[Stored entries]
• • •

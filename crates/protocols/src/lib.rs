//! Collaborators of the vault strategy.
//!
//! Capability traits for concentrated-liquidity pools, swap routers and
//! reward distributors, plus in-memory implementations and the atomic
//! [`ledger::Ledger`] world state they operate on.

pub mod ledger;
pub mod pool;
pub mod rewards;
pub mod router;
pub mod tokens;

pub use ledger::{EventJournal, Ledger, atomic};
pub use pool::{ConcentratedPool, MarketSimulation, UniswapV3Pool, VelodromePool};
pub use rewards::{NoRewards, RewardDistributor, StreamingRewards};
pub use router::{OracleRouter, SwapRouter};
pub use tokens::TokenLedger;
//! Linear release of harvested profit.
//!
//! Compounded earnings are locked at harvest and unlock linearly over
//! `duration`, so a deposit right before a harvest cannot capture it.

use clm_vault_domain::error::Result;
use clm_vault_domain::math::mul_div;
use clm_vault_domain::value_objects::AmountPair;
use primitive_types::U256;
use serde::{Deserialize, Serialize};

#[derive(Debug, Clone, Copy, PartialEq, Eq, Serialize, Deserialize)]
pub struct LockedProfit {
    pub total_locked: AmountPair,
    pub last_harvest: u64,
    pub duration: u64,
}

impl LockedProfit {
    pub fn new(duration: u64) -> Self {
        Self {
            total_locked: AmountPair::zero(),
            last_harvest: 0,
            duration,
        }
    }

    /// Seconds left until everything is released.
    pub fn remaining(&self, now: u64) -> u64 {
        self.duration
            .saturating_sub(now.saturating_sub(self.last_harvest))
    }

    /// Still-locked amounts, never more than `balances`.
    pub fn locked(&self, now: u64, balances: AmountPair) -> Result<AmountPair> {
        let remaining = self.remaining(now);
        if remaining == 0 {
            return Ok(AmountPair::zero());
        }
        let capped = self.total_locked.min(&balances);
        let (remaining, duration) = (U256::from(remaining), U256::from(self.duration));
        Ok(AmountPair::new(
            mul_div(capped.amount0, remaining, duration)?,
            mul_div(capped.amount1, remaining, duration)?,
        ))
    }

    /// Starts a new schedule locking `profit` plus whatever is still locked.
    pub fn relock(&mut self, profit: AmountPair, now: u64, balances: AmountPair) -> Result<AmountPair> {
        let still_locked = self.locked(now, balances)?;
        self.total_locked = profit.checked_add(&still_locked)?;
        self.last_harvest = now;
        Ok(self.total_locked)
    }
}

#[cfg(test)]
mod tests {
    use super::*;

    fn plenty() -> AmountPair {
        AmountPair::new(1_000_000u64, 1_000_000u64)
    }

    #[test]
    fn test_linear_decay() {
        let mut schedule = LockedProfit::new(100);
        schedule
            .relock(AmountPair::new(1_000u64, 500u64), 1_000, plenty())
            .unwrap();

        assert_eq!(schedule.locked(1_000, plenty()).unwrap(), AmountPair::new(1_000u64, 500u64));
        assert_eq!(schedule.locked(1_025, plenty()).unwrap(), AmountPair::new(750u64, 375u64));
        assert_eq!(schedule.locked(1_100, plenty()).unwrap(), AmountPair::zero());
        assert_eq!(schedule.locked(5_000, plenty()).unwrap(), AmountPair::zero());
    }

    #[test]
    fn test_locked_is_non_increasing() {
        let mut schedule = LockedProfit::new(21_600);
        schedule
            .relock(AmountPair::new(123_457u64, 987_653u64), 0, plenty())
            .unwrap();
        let mut previous = schedule.locked(0, plenty()).unwrap();
        for t in (0..=21_600).step_by(777) {
            let current = schedule.locked(t, plenty()).unwrap();
            assert!(current.amount0 <= previous.amount0);
            assert!(current.amount1 <= previous.amount1);
            previous = current;
        }
    }

    #[test]
    fn test_capped_by_balances() {
        let mut schedule = LockedProfit::new(100);
        schedule
            .relock(AmountPair::new(1_000u64, 1_000u64), 0, plenty())
            .unwrap();
        let locked = schedule.locked(0, AmountPair::new(400u64, 2_000u64)).unwrap();
        assert_eq!(locked, AmountPair::new(400u64, 1_000u64));
    }

    #[test]
    fn test_relock_carries_undecayed_profit() {
        let mut schedule = LockedProfit::new(100);
        schedule.relock(AmountPair::new(1_000u64, 0u64), 0, plenty()).unwrap();
        let total = schedule
            .relock(AmountPair::new(100u64, 100u64), 50, plenty())
            .unwrap();
        assert_eq!(total, AmountPair::new(600u64, 100u64));
        assert_eq!(schedule.last_harvest, 50);
    }

    #[test]
    fn test_zero_duration_never_locks() {
        let mut schedule = LockedProfit::new(0);
        schedule.relock(AmountPair::new(10u64, 10u64), 5, plenty()).unwrap();
        assert!(schedule.locked(5, plenty()).unwrap().is_zero());
    }
}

• • •

Look above for the line holding "let still_locked = self.locked(now, balances)?;". Print it and every line after it, exactly, through the line holding "plenty()).unwrap(), AmountPair::new(750u64, 375u64));".

# [THE COMPLETED TASK]
        let still_locked = self.locked(now, balances)?;
        self.total_locked = profit.checked_add(&still_locked)?;
        self.last_harvest = now;
        Ok(self.total_locked)
    }
}

#[cfg(test)]
mod tests {
    use super::*;

    fn plenty() -> AmountPair {
        AmountPair::new(1_000_000u64, 1_000_000u64)
    }

    #[test]
    fn test_linear_decay() {
        let mut schedule = LockedProfit::new(100);
        schedule
            .relock(AmountPair::new(1_000u64, 500u64), 1_000, plenty())
            .unwrap();

        assert_eq!(schedule.locked(1_000, plenty()).unwrap(), AmountPair::new(1_000u64, 500u64));
        assert_eq!(schedule.locked(1_025, plenty()).unwrap(), AmountPair::new(750u64, 375u64));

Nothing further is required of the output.